Segment Start: RECORDS SUPPLIED

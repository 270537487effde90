use std::fs;
use std::io;
use std::path::{Path, PathBuf};

use turnaround_contracts::image::{is_image_media_type, EncodedImage};

#[derive(Debug, thiserror::Error)]
pub enum EncodeError {
    #[error("{} is not an image file (detected type {mime_type})", path.display())]
    NotAnImage { path: PathBuf, mime_type: String },
    #[error("failed reading {}", path.display())]
    Read {
        path: PathBuf,
        #[source]
        source: io::Error,
    },
    #[error("{} is empty", path.display())]
    Empty { path: PathBuf },
}

/// Declared media type of a file, taken from its extension.
pub fn mime_for_path(path: &Path) -> &'static str {
    let ext = path
        .extension()
        .and_then(|value| value.to_str())
        .map(|value| value.to_ascii_lowercase())
        .unwrap_or_default();
    match ext.as_str() {
        "png" => "image/png",
        "jpg" | "jpeg" => "image/jpeg",
        "webp" => "image/webp",
        "gif" => "image/gif",
        "bmp" => "image/bmp",
        "tif" | "tiff" => "image/tiff",
        "avif" => "image/avif",
        "heic" => "image/heic",
        "svg" => "image/svg+xml",
        "txt" | "md" => "text/plain",
        "json" => "application/json",
        "pdf" => "application/pdf",
        "mp4" => "video/mp4",
        _ => "application/octet-stream",
    }
}

/// Reads `path` and encodes it. The media type check happens before any I/O,
/// so non-image files are never read.
pub fn encode_image_file(path: &Path) -> Result<EncodedImage, EncodeError> {
    let mime_type = mime_for_path(path);
    if !is_image_media_type(mime_type) {
        return Err(EncodeError::NotAnImage {
            path: path.to_path_buf(),
            mime_type: mime_type.to_string(),
        });
    }
    let bytes = fs::read(path).map_err(|source| EncodeError::Read {
        path: path.to_path_buf(),
        source,
    })?;
    if bytes.is_empty() {
        return Err(EncodeError::Empty {
            path: path.to_path_buf(),
        });
    }
    encode_image_bytes(path, mime_type, &bytes)
}

pub fn encode_image_bytes(
    path: &Path,
    declared_mime: &str,
    bytes: &[u8],
) -> Result<EncodedImage, EncodeError> {
    EncodedImage::from_bytes(declared_mime, bytes).map_err(|_| EncodeError::NotAnImage {
        path: path.to_path_buf(),
        mime_type: declared_mime.to_string(),
    })
}
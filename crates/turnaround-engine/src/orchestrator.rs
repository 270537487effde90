use std::any::Any;
use std::thread;
use std::time::Instant;

use serde_json::json;
use turnaround_contracts::events::{payload, EventWriter};
use turnaround_contracts::session::{AngleResult, BatchOutcome, GenerationBatch};

use crate::providers::{error_chain_text, GenerateCall, ImageProvider};

const FAILURE_MESSAGE_MAX_CHARS: usize = 600;

/// Runs every job of `batch` on its own scoped thread and waits for all of
/// them. Each angle settles independently; a failure or panic in one never
/// affects its siblings. Results come back in job order.
pub fn run_batch(
    batch: &GenerationBatch,
    provider: &dyn ImageProvider,
    events: &EventWriter,
) -> BatchOutcome {
    let started = Instant::now();
    let results = thread::scope(|scope| {
        let handles: Vec<_> = batch
            .jobs
            .iter()
            .map(|job| {
                let handle = scope.spawn(move || {
                    let call = GenerateCall {
                        api_key: &batch.api_key,
                        source_image: &batch.source_image,
                        prompt: &job.prompt,
                    };
                    match provider.generate(&call) {
                        Ok(image) => AngleResult::Done(image),
                        Err(err) => AngleResult::failed(error_chain_text(
                            &err,
                            FAILURE_MESSAGE_MAX_CHARS,
                        )),
                    }
                });
                (job.angle, handle)
            })
            .collect();

        handles
            .into_iter()
            .map(|(angle, handle)| {
                let result = handle
                    .join()
                    .unwrap_or_else(|panic| AngleResult::failed(panic_message(&*panic)));
                (angle, result)
            })
            .collect::<Vec<_>>()
    });

    for (angle, result) in &results {
        let mut row = payload(json!({
            "token": batch.token.value(),
            "angle": angle,
            "status": result.status_label(),
        }));
        match result {
            AngleResult::Done(image) => {
                row.insert("mime_type".to_string(), json!(image.mime_type()));
                row.insert("bytes".to_string(), json!(image.byte_len()));
            }
            AngleResult::Failed(message) => {
                row.insert("error".to_string(), json!(message));
            }
            AngleResult::Pending => {}
        }
        events.emit_best_effort("angle_finished", row);
    }

    let outcome = BatchOutcome {
        token: batch.token,
        results,
    };
    events.emit_best_effort(
        "generation_settled",
        payload(json!({
            "token": batch.token.value(),
            "provider": provider.name(),
            "angles": outcome.results.len(),
            "failed": outcome.failed_count(),
            "elapsed_s": started.elapsed().as_secs_f64(),
        })),
    );
    outcome
}

fn panic_message(panic: &(dyn Any + Send)) -> String {
    if let Some(text) = panic.downcast_ref::<&str>() {
        return format!("generation worker panicked: {text}");
    }
    if let Some(text) = panic.downcast_ref::<String>() {
        return format!("generation worker panicked: {text}");
    }
    "generation worker panicked".to_string()
}
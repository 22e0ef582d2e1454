//! Camera-related constants.

/// World units spanned by one tile at stretch 1.0
pub const CAMERA_TILE_SIZE: u16 = 32;
/// Default zoom level (pixels per tile)
pub const CAMERA_DEFAULT_ZOOM: u16 = 64;
/// Minimum zoom level
pub const CAMERA_MIN_ZOOM: u16 = 24;
/// Maximum zoom level
pub const CAMERA_MAX_ZOOM: u16 = 192;
/// Zoom change per frame while a zoom key is held
pub const CAMERA_ZOOM_STEP: u16 = 3;
/// Fraction of the current zoom applied per frame by smooth zooming
pub const CAMERA_SMOOTH_ZOOM_PERCENT: f32 = 0.01;
/// Free movement rate in world units per second
pub const CAMERA_FREE_MOVEMENT_SPEED: f32 = 420.0;
/// Substituted for a zero denominator when deriving a pan angle
pub const CAMERA_ANGLE_EPSILON: f32 = 0.001;
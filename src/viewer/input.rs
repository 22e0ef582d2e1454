//! Keyboard and mouse handling for the viewer.
//!
//! Held keys become a [`Controls`] snapshot each frame. Single presses of
//! hotkeys push scripted maneuvers onto the camera's task stack.

use std::collections::HashSet;

use glam::Vec2;
use rand::Rng;
use winit::keyboard::KeyCode;

use tile_camera::constants::*;
use tile_camera::{
    Camera, CameraConfig, ControlAction, Controls, FollowTask, FreeMovementTask, PanToTask,
    TimeNormalizedSpeed, TimeUnit, ZoomByIncrementsTask, ZoomPanZoomTask,
};

use super::map::TileMap;
use super::markers::Markers;

/// Input state tracking
pub struct InputState {
    pub keys_pressed: HashSet<KeyCode>,
    pub mouse_pos: Vec2,
    pub mouse_down: bool,
    /// Where the left button went down, to tell clicks from drags
    pub press_pos: Vec2,
}

impl InputState {
    pub fn new() -> Self {
        Self {
            keys_pressed: HashSet::new(),
            mouse_pos: Vec2::ZERO,
            mouse_down: false,
            press_pos: Vec2::ZERO,
        }
    }

    /// Camera actions held this frame.
    pub fn controls(&self) -> Controls {
        let mut controls = Controls::NONE;
        for key in &self.keys_pressed {
            if let Some(action) = action_for_key(*key) {
                controls.press(action);
            }
        }
        controls
    }

    /// Whether a release at the current mouse position counts as a click.
    pub fn is_click(&self) -> bool {
        self.mouse_pos.distance(self.press_pos) <= CLICK_DRAG_THRESHOLD
    }
}

impl Default for InputState {
    fn default() -> Self {
        Self::new()
    }
}

pub fn action_for_key(key: KeyCode) -> Option<ControlAction> {
    match key {
        KeyCode::ArrowUp | KeyCode::KeyW => Some(ControlAction::Up),
        KeyCode::ArrowDown | KeyCode::KeyS => Some(ControlAction::Down),
        KeyCode::ArrowLeft | KeyCode::KeyA => Some(ControlAction::Left),
        KeyCode::ArrowRight | KeyCode::KeyD => Some(ControlAction::Right),
        KeyCode::Equal | KeyCode::NumpadAdd => Some(ControlAction::ZoomIn),
        KeyCode::Minus | KeyCode::NumpadSubtract => Some(ControlAction::ZoomOut),
        KeyCode::BracketRight => Some(ControlAction::SmoothZoomIn),
        KeyCode::BracketLeft => Some(ControlAction::SmoothZoomOut),
        _ => None,
    }
}

/// One-shot viewer commands bound to single key presses.
#[derive(Debug, Clone, Copy, PartialEq, Eq)]
pub enum Hotkey {
    ResetZoom,
    FollowNextMarker,
    FreeMovement,
    PanToRandomPoint,
    ZoomToInitial,
    DemoSequence,
    PopTask,
    Quit,
}

pub fn hotkey_for_key(key: KeyCode) -> Option<Hotkey> {
    match key {
        KeyCode::KeyC => Some(Hotkey::ResetZoom),
        KeyCode::KeyF => Some(Hotkey::FollowNextMarker),
        KeyCode::KeyG => Some(Hotkey::FreeMovement),
        KeyCode::KeyP => Some(Hotkey::PanToRandomPoint),
        KeyCode::KeyZ => Some(Hotkey::ZoomToInitial),
        KeyCode::KeyQ => Some(Hotkey::DemoSequence),
        KeyCode::Backspace => Some(Hotkey::PopTask),
        KeyCode::Escape => Some(Hotkey::Quit),
        _ => None,
    }
}

/// Everything a hotkey may touch.
pub struct HotkeyContext<'a, R: Rng> {
    pub camera: &'a mut Camera,
    pub markers: &'a mut Markers,
    pub map: &'a TileMap,
    pub config: &'a CameraConfig,
    pub rng: &'a mut R,
}

/// Apply a hotkey. Returns true when the viewer should exit.
pub fn apply_hotkey<R: Rng>(hotkey: Hotkey, ctx: HotkeyContext<'_, R>) -> bool {
    let HotkeyContext {
        camera,
        markers,
        map,
        config,
        rng,
    } = ctx;

    match hotkey {
        Hotkey::ResetZoom => camera.view_mut().set_zoom(config.initial_zoom),
        Hotkey::FollowNextMarker => {
            if let Some(target) = markers.follow_next() {
                if let Err(e) = camera.set_base_task(FollowTask::new(target)) {
                    log::warn!("Could not follow marker: {}", e);
                }
            }
        }
        Hotkey::FreeMovement => {
            markers.stop_following();
            if let Err(e) = camera.set_base_task(FreeMovementTask::from_config(config)) {
                log::warn!("Could not restore free movement: {}", e);
            }
        }
        Hotkey::PanToRandomPoint => {
            let bounds = map.bounds();
            let destination = bounds.top_left
                + Vec2::new(
                    rng.gen_range(0.0..bounds.width.max(1.0)),
                    rng.gen_range(0.0..bounds.height.max(1.0)),
                );
            camera.push_task(PanToTask::new(
                TimeNormalizedSpeed::per_second(DEMO_PAN_SPEED),
                destination,
            ));
        }
        Hotkey::ZoomToInitial => {
            camera.push_task(ZoomByIncrementsTask::to_zoom(DEMO_ZOOM_SPEED, config.initial_zoom));
        }
        Hotkey::DemoSequence => push_demo_sequence(camera),
        Hotkey::PopTask => {
            camera.pop_task();
        }
        Hotkey::Quit => return true,
    }
    false
}

/// Two pans followed by a zoom-out, pan, zoom-in maneuver. The pans run
/// first since they sit above the maneuver on the stack.
pub fn push_demo_sequence(camera: &mut Camera) {
    camera.push_task(ZoomPanZoomTask::new(
        1,
        TimeNormalizedSpeed::new(0.0005, TimeUnit::Ticks),
        Vec2::new(900.0, 200.0),
    ));
    camera.push_task(PanToTask::new(
        TimeNormalizedSpeed::new(0.128, TimeUnit::Milliseconds),
        Vec2::ZERO,
    ));
    camera.push_task(PanToTask::new(
        TimeNormalizedSpeed::per_second(64.0),
        Vec2::new(500.0, 500.0),
    ));
}

/// Zoom out, pan to the clicked world point, zoom back in.
pub fn click_maneuver(camera: &Camera, screen: Vec2) -> ZoomPanZoomTask {
    let destination = camera.view().screen_to_world(screen);
    ZoomPanZoomTask::new(
        DEMO_ZOOM_SPEED,
        TimeNormalizedSpeed::per_second(DEMO_PAN_SPEED),
        destination,
    )
}
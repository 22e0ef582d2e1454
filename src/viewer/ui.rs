//! egui overlay: camera readout, task stack and key help.

use egui::epaint::Shadow;
use egui::{Color32, Rounding, Stroke, Visuals};

use tile_camera::{Camera, CameraTask, ZoomPanZoomPhase};

const PANEL_BG: Color32 = Color32::from_rgba_premultiplied(12, 18, 30, 220);
const PANEL_BORDER: Color32 = Color32::from_rgb(50, 70, 100);
const TEXT_PRIMARY: Color32 = Color32::from_rgb(210, 220, 235);
const TEXT_ACCENT: Color32 = Color32::from_rgb(120, 200, 255);

const HELP_LINES: [&str; 11] = [
    "Arrows / WASD  move",
    "= / -          zoom",
    "[ / ]          smooth zoom",
    "C              reset zoom",
    "F / G          follow marker / free",
    "P              pan to random point",
    "Z              zoom to start level",
    "Q              demo sequence",
    "Click          zoom-pan-zoom there",
    "Backspace      pop task",
    "Esc            quit",
];

/// Flat panels, square corners, no shadows.
pub fn viewer_visuals() -> Visuals {
    let mut visuals = Visuals::dark();
    visuals.window_rounding = Rounding::ZERO;
    visuals.menu_rounding = Rounding::ZERO;
    visuals.window_shadow = Shadow::NONE;
    visuals.popup_shadow = Shadow::NONE;
    visuals.window_fill = PANEL_BG;
    visuals.window_stroke = Stroke::new(1.0, PANEL_BORDER);
    visuals.override_text_color = Some(TEXT_PRIMARY);
    visuals
}

/// Snapshot of what the overlay shows, taken before the egui pass.
pub struct CameraPanelData {
    pub zoom: u16,
    pub min_zoom: u16,
    pub max_zoom: u16,
    pub center: (f32, f32),
    /// Visible world rectangle
    pub area: String,
    pub accepting_input: bool,
    /// Task descriptions, top of the stack first
    pub tasks: Vec<String>,
    pub followed_marker: Option<usize>,
}

impl CameraPanelData {
    pub fn from_camera(camera: &Camera, followed_marker: Option<usize>) -> Self {
        let view = camera.view();
        let center = view.center();
        let mut tasks: Vec<String> = camera.tasks().iter().map(describe_task).collect();
        tasks.reverse();

        Self {
            zoom: view.zoom(),
            min_zoom: view.min_zoom(),
            max_zoom: view.max_zoom(),
            center: (center.x, center.y),
            area: view.area_box().to_string(),
            accepting_input: camera.accepting_input(),
            tasks,
            followed_marker,
        }
    }
}

pub fn describe_task(task: &CameraTask) -> String {
    let label = task.kind().label();
    match task {
        CameraTask::PanTo(pan) => {
            let d = pan.destination();
            format!("{} ({:.0}, {:.0})", label, d.x, d.y)
        }
        CameraTask::ZoomByIncrements(zoom) => format!("{} {:?}", label, zoom.target()),
        CameraTask::ZoomPanZoom(task) => {
            let phase = match task.phase() {
                ZoomPanZoomPhase::ZoomOut => "zooming out",
                ZoomPanZoomPhase::Pan => "panning",
                ZoomPanZoomPhase::ZoomIn => "zooming in",
            };
            match task.interruptions() {
                0 => format!("{} [{}]", label, phase),
                n => format!("{} [{}, interrupted {}x]", label, phase, n),
            }
        }
        CameraTask::FreeMovement(_) | CameraTask::Follow(_) => label.to_string(),
    }
}

pub fn draw_camera_panel(ctx: &egui::Context, data: &CameraPanelData) {
    egui::Window::new("Camera")
        .fixed_pos([10.0, 10.0])
        .resizable(false)
        .show(ctx, |ui| {
            ui.label(format!(
                "Zoom {} ({}..={})",
                data.zoom, data.min_zoom, data.max_zoom
            ));
            ui.label(format!("Center {:.1}, {:.1}", data.center.0, data.center.1));
            ui.label(format!("View {}", data.area));
            if let Some(index) = data.followed_marker {
                ui.label(format!("Following marker {}", index));
            }
            ui.label(if data.accepting_input {
                "Input: keyboard"
            } else {
                "Input: scripted"
            });

            ui.separator();
            ui.colored_label(TEXT_ACCENT, format!("Tasks ({})", data.tasks.len()));
            for (depth, task) in data.tasks.iter().enumerate() {
                let marker = if depth == 0 { ">" } else { " " };
                ui.monospace(format!("{} {}", marker, task));
            }

            ui.separator();
            egui::CollapsingHeader::new("Keys").show(ui, |ui| {
                for line in HELP_LINES {
                    ui.monospace(line);
                }
            });
        });
}

#[cfg(test)]
mod tests {
    use super::*;
    use glam::{UVec2, Vec2};
    use tile_camera::{CameraConfig, PanToTask, TimeNormalizedSpeed, ZoomPanZoomTask};

    #[test]
    fn test_panel_lists_tasks_top_first() {
        let mut camera = Camera::new(UVec2::new(800, 600), &CameraConfig::default());
        camera.push_task(ZoomPanZoomTask::new(
            2,
            TimeNormalizedSpeed::per_second(100.0),
            Vec2::new(900.0, 200.0),
        ));
        camera.push_task(PanToTask::new(
            TimeNormalizedSpeed::per_second(100.0),
            Vec2::new(10.0, 20.0),
        ));

        let data = CameraPanelData::from_camera(&camera, None);
        assert_eq!(
            data.tasks,
            vec![
                "pan to (10, 20)".to_string(),
                "zoom out, pan, zoom in [zooming out, interrupted 1x]".to_string(),
                "free movement".to_string(),
            ]
        );
        assert!(!data.accepting_input);
        assert_eq!(data.zoom, 64);
        assert_eq!(data.area, "{x: 0.0, y: 0.0, w: 400.0, h: 300.0}");
    }
}
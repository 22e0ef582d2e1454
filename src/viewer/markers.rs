//! Wandering markers the camera can follow.
//!
//! Markers are plain `hecs` entities. One of them can be followed: its
//! position is mirrored into a [`PositionRef`] after every update, and a
//! follow task holding a clone of that handle sees the new position on its
//! next frame.

use glam::{Vec2, Vec3};
use hecs::{Entity, World};
use rand::Rng;

use tile_camera::constants::*;
use tile_camera::{AreaBox, PositionRef};

/// World position of a marker's center
#[derive(Debug, Clone, Copy)]
pub struct Position(pub Vec2);

/// World units per second
#[derive(Debug, Clone, Copy)]
pub struct Velocity(pub Vec2);

/// Marker color
#[derive(Debug, Clone, Copy)]
pub struct Tint(pub Vec3);

/// Seconds until the marker picks a new heading
#[derive(Debug, Clone, Copy)]
pub struct Wander {
    pub timer: f32,
}

const MARKER_COLORS: [Vec3; 6] = [
    Vec3::new(0.95, 0.3, 0.25),
    Vec3::new(0.98, 0.8, 0.2),
    Vec3::new(0.6, 0.35, 0.9),
    Vec3::new(0.2, 0.85, 0.85),
    Vec3::new(1.0, 0.55, 0.1),
    Vec3::new(0.95, 0.45, 0.75),
];

pub struct Markers {
    world: World,
    /// Spawn order, used to cycle the followed marker
    order: Vec<Entity>,
    followed: Option<(usize, PositionRef)>,
}

impl Markers {
    /// Spawn `count` markers at random points inside `area`.
    pub fn spawn(count: usize, area: &AreaBox, rng: &mut impl Rng) -> Self {
        let mut world = World::new();
        let mut order = Vec::with_capacity(count);

        for i in 0..count {
            let position = area.top_left
                + Vec2::new(
                    rng.gen_range(0.0..area.width.max(1.0)),
                    rng.gen_range(0.0..area.height.max(1.0)),
                );
            let entity = world.spawn((
                Position(position),
                Velocity(random_velocity(rng)),
                Tint(MARKER_COLORS[i % MARKER_COLORS.len()]),
                Wander {
                    timer: rng.gen_range(0.0..MARKER_TURN_INTERVAL),
                },
            ));
            order.push(entity);
        }

        Self {
            world,
            order,
            followed: None,
        }
    }

    /// Move every marker, bouncing off the edges of `area`.
    pub fn update(&mut self, area: &AreaBox, dt: f32, rng: &mut impl Rng) {
        puffin::profile_function!();
        let bottom_right = area.bottom_right();

        for (_, (position, velocity, wander)) in
            self.world.query_mut::<(&mut Position, &mut Velocity, &mut Wander)>()
        {
            wander.timer -= dt;
            if wander.timer <= 0.0 {
                velocity.0 = random_velocity(rng);
                wander.timer = MARKER_TURN_INTERVAL;
            }

            position.0 += velocity.0 * dt;

            if position.0.x < area.top_left.x || position.0.x > bottom_right.x {
                velocity.0.x = -velocity.0.x;
            }
            if position.0.y < area.top_left.y || position.0.y > bottom_right.y {
                velocity.0.y = -velocity.0.y;
            }
            position.0 = area.clamp_point(position.0);
        }

        self.sync_followed();
    }

    /// Start following the marker after the current one and return its
    /// live position handle.
    pub fn follow_next(&mut self) -> Option<PositionRef> {
        if self.order.is_empty() {
            return None;
        }
        let index = match &self.followed {
            Some((index, _)) => (index + 1) % self.order.len(),
            None => 0,
        };
        let handle = PositionRef::new(self.position_of(index).unwrap_or_default());
        log::debug!("Following marker {}", index);
        self.followed = Some((index, handle.clone()));
        Some(handle)
    }

    pub fn stop_following(&mut self) {
        self.followed = None;
    }

    pub fn followed_index(&self) -> Option<usize> {
        self.followed.as_ref().map(|(index, _)| *index)
    }

    /// Position and color of each marker, for rendering.
    pub fn instances(&self) -> Vec<(Vec2, Vec3)> {
        let mut instances = Vec::with_capacity(self.order.len());
        for (_, (position, tint)) in self.world.query::<(&Position, &Tint)>().iter() {
            instances.push((position.0, tint.0));
        }
        instances
    }

    fn position_of(&self, index: usize) -> Option<Vec2> {
        let entity = *self.order.get(index)?;
        self.world.get::<&Position>(entity).ok().map(|position| position.0)
    }

    fn sync_followed(&self) {
        if let Some((index, handle)) = &self.followed {
            if let Some(position) = self.position_of(*index) {
                handle.set(position);
            }
        }
    }
}

fn random_velocity(rng: &mut impl Rng) -> Vec2 {
    let angle = rng.gen_range(0.0..std::f32::consts::TAU);
    let speed = rng.gen_range(MARKER_MIN_SPEED..MARKER_MAX_SPEED);
    Vec2::from_angle(angle) * speed
}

Segment End: RECORDS SUPPLIED

Please give back exactly the lines of this listing beginning at the line with "let mut controls = Controls::NONE;" and ending with the line with "pub fn is_click(&self)", both included, and nothing else.

        let mut controls = Controls::NONE;
        for key in &self.keys_pressed {
            if let Some(action) = action_for_key(*key) {
                controls.press(action);
            }
        }
        controls
    }

    /// Whether a release at the current mouse position counts as a click.
    pub fn is_click(&self) -> bool {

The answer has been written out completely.